Am J Hypertens. 2006 May;19(5):505-10. doi: 10.1016/j.amjhyper.2005.10.019.
Urotensin II (UTN), a cyclic undecapeptide widely distributed in various organs and tissues, is found in high concentration in atheromatous lesions. Because UTN accumulates in patients with chronic renal failure, the association between plasma UTN and biomarkers of atherosclerosis and endothelial activation needs to be better understood.
We tested by a robust statistical approach (Holm method) the association between plasma UTN and biomarkers of atherosclerosis and endothelial activation in a population of 191 patients undergoing chronic hemodialysis.

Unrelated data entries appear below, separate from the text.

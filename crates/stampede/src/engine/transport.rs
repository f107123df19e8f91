use crate::error::EngineError;
use async_trait::async_trait;
use reqwest::header::{HeaderMap, HeaderName, HeaderValue};
use reqwest::Method;
use std::collections::HashMap;
use std::time::{Duration, Instant};
use tracing::debug;

/// What the engine sees of one request execution. The engine never reads
/// response bodies; status, latency, and an optional error string are the
/// whole contract.
#[derive(Debug, Clone)]
pub struct TransportOutcome {
    pub status: Option<u16>,
    pub duration: Duration,
    pub error: Option<String>,
}

/// The HTTP collaborator boundary. Connection pooling, TLS, and redirects
/// live behind this trait; retries do not exist on either side of it.
#[async_trait]
pub trait Transport: Send + Sync {
    async fn execute(&self, method: &str, path: &str) -> TransportOutcome;
}

/// Rejects unknown HTTP methods at configuration time so a bad profile
/// fails the run before any load is generated.
pub fn validate_method(method: &str) -> Result<(), EngineError> {
    Method::from_bytes(method.as_bytes())
        .map(|_| ())
        .map_err(|_| EngineError::Configuration(format!("invalid HTTP method '{}'", method)))
}

/// reqwest-backed transport. The profile's default headers are baked into
/// the client once at build time; every request from this transport
/// carries them.
pub struct HttpTransport {
    client: reqwest::Client,
    base_url: String,
}

impl HttpTransport {
    pub fn new(
        base_url: &str,
        default_headers: &HashMap<String, String>,
    ) -> Result<Self, EngineError> {
        let mut headers = HeaderMap::new();
        for (name, value) in default_headers {
            let header_name = HeaderName::from_bytes(name.as_bytes()).map_err(|e| {
                EngineError::Configuration(format!("invalid header name '{}': {}", name, e))
            })?;
            let header_value = HeaderValue::from_str(value).map_err(|e| {
                EngineError::Configuration(format!("invalid value for header '{}': {}", name, e))
            })?;
            headers.insert(header_name, header_value);
        }

        let client = reqwest::Client::builder()
            .default_headers(headers)
            .build()
            .map_err(|e| EngineError::Configuration(format!("http client build failed: {}", e)))?;

        Ok(Self {
            client,
            base_url: base_url.trim_end_matches('/').to_string(),
        })
    }
}

#[async_trait]
impl Transport for HttpTransport {
    async fn execute(&self, method: &str, path: &str) -> TransportOutcome {
        let started = Instant::now();
        let method = match Method::from_bytes(method.as_bytes()) {
            Ok(m) => m,
            // Methods are validated at startup; guard anyway rather than panic.
            Err(e) => {
                return TransportOutcome {
                    status: None,
                    duration: started.elapsed(),
                    error: Some(format!("invalid method: {}", e)),
                }
            }
        };
        let url = format!("{}{}", self.base_url, path);

        match self.client.request(method, &url).send().await {
            Ok(response) => TransportOutcome {
                status: Some(response.status().as_u16()),
                duration: started.elapsed(),
                error: None,
            },
            Err(e) => {
                debug!(url = %url, error = %e, "Request failed");
                TransportOutcome {
                    status: None,
                    duration: started.elapsed(),
                    error: Some(e.to_string()),
                }
            }
        }
    }
}
use crate::error::EngineError;
use rand::Rng;
use std::time::Duration;

/// Randomized wait applied between a user's consecutive actions.
///
/// Each draw is independent: no state is kept between calls and no state
/// is shared between users, so pacing never serializes the population.
#[derive(Debug, Clone, Copy)]
pub struct Pacing {
    min: Duration,
    max: Duration,
}

impl Pacing {
    pub fn new(min_secs: f64, max_secs: f64) -> Result<Self, EngineError> {
        if !min_secs.is_finite() || !max_secs.is_finite() || min_secs < 0.0 || max_secs < 0.0 {
            return Err(EngineError::Configuration(format!(
                "pacing bounds must be non-negative, got ({}, {})",
                min_secs, max_secs
            )));
        }
        if min_secs > max_secs {
            return Err(EngineError::Configuration(format!(
                "pacing min {} exceeds max {}",
                min_secs, max_secs
            )));
        }
        Ok(Self {
            min: Duration::from_secs_f64(min_secs),
            max: Duration::from_secs_f64(max_secs),
        })
    }

    /// Uniform draw from `[min, max]`; exactly `min` when the bounds are
    /// equal, which keeps fixed-rate profiles fixed-rate.
    pub fn next_delay<R: Rng>(&self, rng: &mut R) -> Duration {
        if self.min == self.max {
            return self.min;
        }
        let span = (self.max - self.min).as_secs_f64();
        self.min + Duration::from_secs_f64(rng.gen_range(0.0..=span))
    }

    pub fn min(&self) -> Duration {
        self.min
    }

    pub fn max(&self) -> Duration {
        self.max
    }
}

Plasma UTN was significantly higher in patients with end-stage renal disease (median: 6.5 ng/mL) than in healthy subjects (median: 3.1 ng/mL) (P < .001), and in both patients and control subjects it was independent of age and sex. Interestingly, UTN was inversely related to fibrinogen (r = -0.50, P < .004), intracellular adhesion molecule-1 (r = -0.24, P < .004) and with NO synthesis inhibitor asymmetric dimethyl-arginine (r = -0.40, P < .004). These links were paralleled by direct correlations with albumin (r = 0.21, P < .006) and with transforming growth factor-beta1 (TGFbeta1) (r = 0.36, P < .004). Of note, on multiple regression analysis, these associations remained highly significant also after data adjustment for potential confounders.

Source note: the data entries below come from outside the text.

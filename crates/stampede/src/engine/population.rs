use crate::engine::stats::StatsHandle;
use crate::engine::transport::Transport;
use crate::engine::user::{self, UserProfile};
use crate::error::EngineError;
use std::sync::atomic::{AtomicUsize, Ordering};
use std::sync::Arc;
use std::time::Duration;
use tokio::task::JoinSet;
use tokio::time::sleep;
use tokio_util::sync::CancellationToken;
use tracing::{info, warn};

/// Run-wide knobs. Owned by the orchestrator, consumed read-only here.
#[derive(Debug, Clone)]
pub struct RunConfig {
    /// User instances brought online per second, per profile.
    pub spawn_rate: f64,
    /// Time bound after which the run cancels itself; `None` runs until
    /// an explicit `stop`.
    pub duration: Option<Duration>,
    /// How long `stop` waits for users before abandoning them.
    pub grace_timeout: Duration,
}

/// A validated profile paired with the transport its users execute
/// against. The transport carries the profile's default headers.
pub struct ProfileRuntime {
    pub profile: Arc<UserProfile>,
    pub transport: Arc<dyn Transport>,
}

/// Outcome of a stop sequence. `abandoned` users were still running when
/// the grace timeout elapsed and were forcibly aborted; any action they
/// had in flight is lost. That window is the documented data-loss bound,
/// surfaced as a warning rather than an error.
#[derive(Debug, Clone, Copy)]
pub struct StopReport {
    pub stopped: usize,
    pub abandoned: usize,
}

pub struct Population;

impl Population {
    /// Spawns one ramp-up task per profile. All profiles ramp
    /// concurrently, each bringing users online at `spawn_rate` per
    /// second until its target count is reached or the run is cancelled.
    pub fn start(
        run: RunConfig,
        profiles: Vec<ProfileRuntime>,
        stats: StatsHandle,
    ) -> Result<PopulationHandle, EngineError> {
        if !run.spawn_rate.is_finite() || run.spawn_rate <= 0.0 {
            return Err(EngineError::Configuration(format!(
                "spawn_rate must be positive, got {}",
                run.spawn_rate
            )));
        }
        if profiles.is_empty() {
            return Err(EngineError::Configuration(
                "no profiles configured".to_string(),
            ));
        }

        let spawn_interval = Duration::from_secs_f64(1.0 / run.spawn_rate);
        let token = CancellationToken::new();
        let active = Arc::new(AtomicUsize::new(0));
        let spawned = Arc::new(AtomicUsize::new(0));

        let mut rampers = JoinSet::new();
        for runtime in profiles {
            rampers.spawn(ramp_profile(
                runtime,
                spawn_interval,
                token.clone(),
                stats.clone(),
                active.clone(),
                spawned.clone(),
            ));
        }

        if let Some(duration) = run.duration {
            let timer_token = token.clone();
            tokio::spawn(async move {
                tokio::select! {
                    _ = sleep(duration) => {
                        info!(duration_secs = duration.as_secs_f64(), "Run duration elapsed");
                        timer_token.cancel();
                    }
                    _ = timer_token.cancelled() => {}
                }
            });
        }

        Ok(PopulationHandle {
            token,
            rampers,
            active,
            spawned,
            grace_timeout: run.grace_timeout,
        })
    }
}

async fn ramp_profile(
    runtime: ProfileRuntime,
    spawn_interval: Duration,
    stop: CancellationToken,
    stats: StatsHandle,
    active: Arc<AtomicUsize>,
    spawned: Arc<AtomicUsize>,
) {
    let target = runtime.profile.target_users;
    info!(profile = %runtime.profile.name, target, "Ramp-up starting");

    let mut users = JoinSet::new();
    for i in 0..target {
        if stop.is_cancelled() {
            break;
        }
        users.spawn(user::run_user(
            runtime.profile.clone(),
            runtime.transport.clone(),
            stats.clone(),
            active.clone(),
            stop.clone(),
        ));
        spawned.fetch_add(1, Ordering::SeqCst);

        if i + 1 < target {
            tokio::select! {
                _ = stop.cancelled() => break,
                _ = sleep(spawn_interval) => {}
            }
        }
    }
    info!(profile = %runtime.profile.name, running = users.len(), "Ramp-up finished");

    // Hold the users until they all exit. If this task is aborted during
    // the stop grace sequence, dropping the JoinSet aborts the users too.
    while users.join_next().await.is_some() {}
}

pub struct PopulationHandle {
    token: CancellationToken,
    rampers: JoinSet<()>,
    active: Arc<AtomicUsize>,
    spawned: Arc<AtomicUsize>,
    grace_timeout: Duration,
}

impl PopulationHandle {
    /// Users currently in their Acting/Waiting loop.
    pub fn active_users(&self) -> usize {
        self.active.load(Ordering::SeqCst)
    }

    /// Total users brought online so far, across all profiles.
    pub fn spawned_users(&self) -> usize {
        self.spawned.load(Ordering::SeqCst)
    }

    /// Resolves when the run has been cancelled, either by the duration
    /// bound or an earlier `stop`.
    pub async fn cancelled(&self) {
        self.token.cancelled().await;
    }

    /// Broadcasts the stop signal and waits for every user to exit its
    /// loop, up to the grace timeout. Users still running after the
    /// grace period are aborted and counted in the report.
    pub async fn stop(mut self) -> StopReport {
        self.token.cancel();

        let deadline = tokio::time::Instant::now() + self.grace_timeout;
        loop {
            let remaining = deadline.saturating_duration_since(tokio::time::Instant::now());
            match tokio::time::timeout(remaining, self.rampers.join_next()).await {
                Ok(Some(_)) => continue,
                Ok(None) => break,
                Err(_) => {
                    warn!(
                        grace_secs = self.grace_timeout.as_secs_f64(),
                        "Grace timeout elapsed before all users stopped"
                    );
                    break;
                }
            }
        }

        let abandoned = self.active.load(Ordering::SeqCst);
        self.rampers.abort_all();
        while self.rampers.join_next().await.is_some() {}

        let spawned = self.spawned.load(Ordering::SeqCst);
        if abandoned > 0 {
            warn!(
                abandoned,
                "Abandoned users with in-flight actions; their last outcome is lost"
            );
        }
        StopReport {
            stopped: spawned.saturating_sub(abandoned),
            abandoned,
        }
    }
}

The inverse links between UTN with biomarkers of atherosclerosis and endothelial activation suggest that downregulation of UTN may be a counter-regulatory response aimed at mitigating cardiovascular damage or that UTN itself is a protective factor.
尾加压素 II(UTN)是一种广泛分布于各种器官和组织中的环状十一肽,在动脉粥样硬化病变中浓度较高。由于UTN在慢性肾衰竭患者体内蓄积,血浆UTN与动脉粥样硬化和内皮激活生物标志物之间的关联需要进一步深入了解。
我们采用稳健的统计方法(霍尔姆法),对191例接受慢性血液透析的患者群体中血浆UTN与动脉粥样硬化和内皮激活生物标志物之间的关联进行了检测。
终末期肾病患者的血浆UTN水平(中位数:6.5 ng/mL)显著高于健康受试者(中位数:3.1 ng/mL)(P <.001),且在患者和对照受试者中,其水平均与年龄和性别无关。有趣的是,UTN与纤维蛋白原(r = -0.50,P <.004)、细胞间黏附分子-1(r = -0.24,P <.004)以及一氧化氮合成抑制剂不对称二甲基精氨酸(r = -0.40,P <.004)呈负相关。这些关联与UTN与白蛋白(r = 0.21,P <.006)和转化生长因子-β1(TGFβ1)(r = 0.36,P <.004)的直接相关性相平行。值得注意的是,在多因素回归分析中,在对潜在混杂因素进行数据调整后,这些关联仍然高度显著。
UTN与动脉粥样硬化和内皮激活生物标志物之间的负相关表明,UTN的下调可能是一种旨在减轻心血管损伤的反调节反应,或者UTN本身就是一种保护因子。